Read through the data and count the lines that contain the string "framer"; give only the result.

The data |
_____

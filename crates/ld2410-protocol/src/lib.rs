//! HiLink LD2410 serial protocol implementation
//!
//! This crate implements the UART framing and command/ACK transaction
//! protocol of the HLK-LD2410 24 GHz presence radar.

pub mod bus;
pub mod commands;
pub mod cyclic;
pub mod frame;
pub mod framer;
#[cfg(any(test, feature = "mock"))]
pub mod mock;
pub mod transport;
pub mod types;

pub use bus::{RxAction, RxHandler, SerialBus, UartBus, BAUD_RATE};
pub use commands::CommandId;
pub use cyclic::{CyclicData, EngineeringData, Sample, TargetState};
pub use frame::{Ack, Frame};
pub use framer::{FrameBuffer, FrameResult};
pub use transport::{ConfigSession, Ld2410Transport, DEFAULT_TIMEOUT};
pub use types::*;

_____

Written response | 2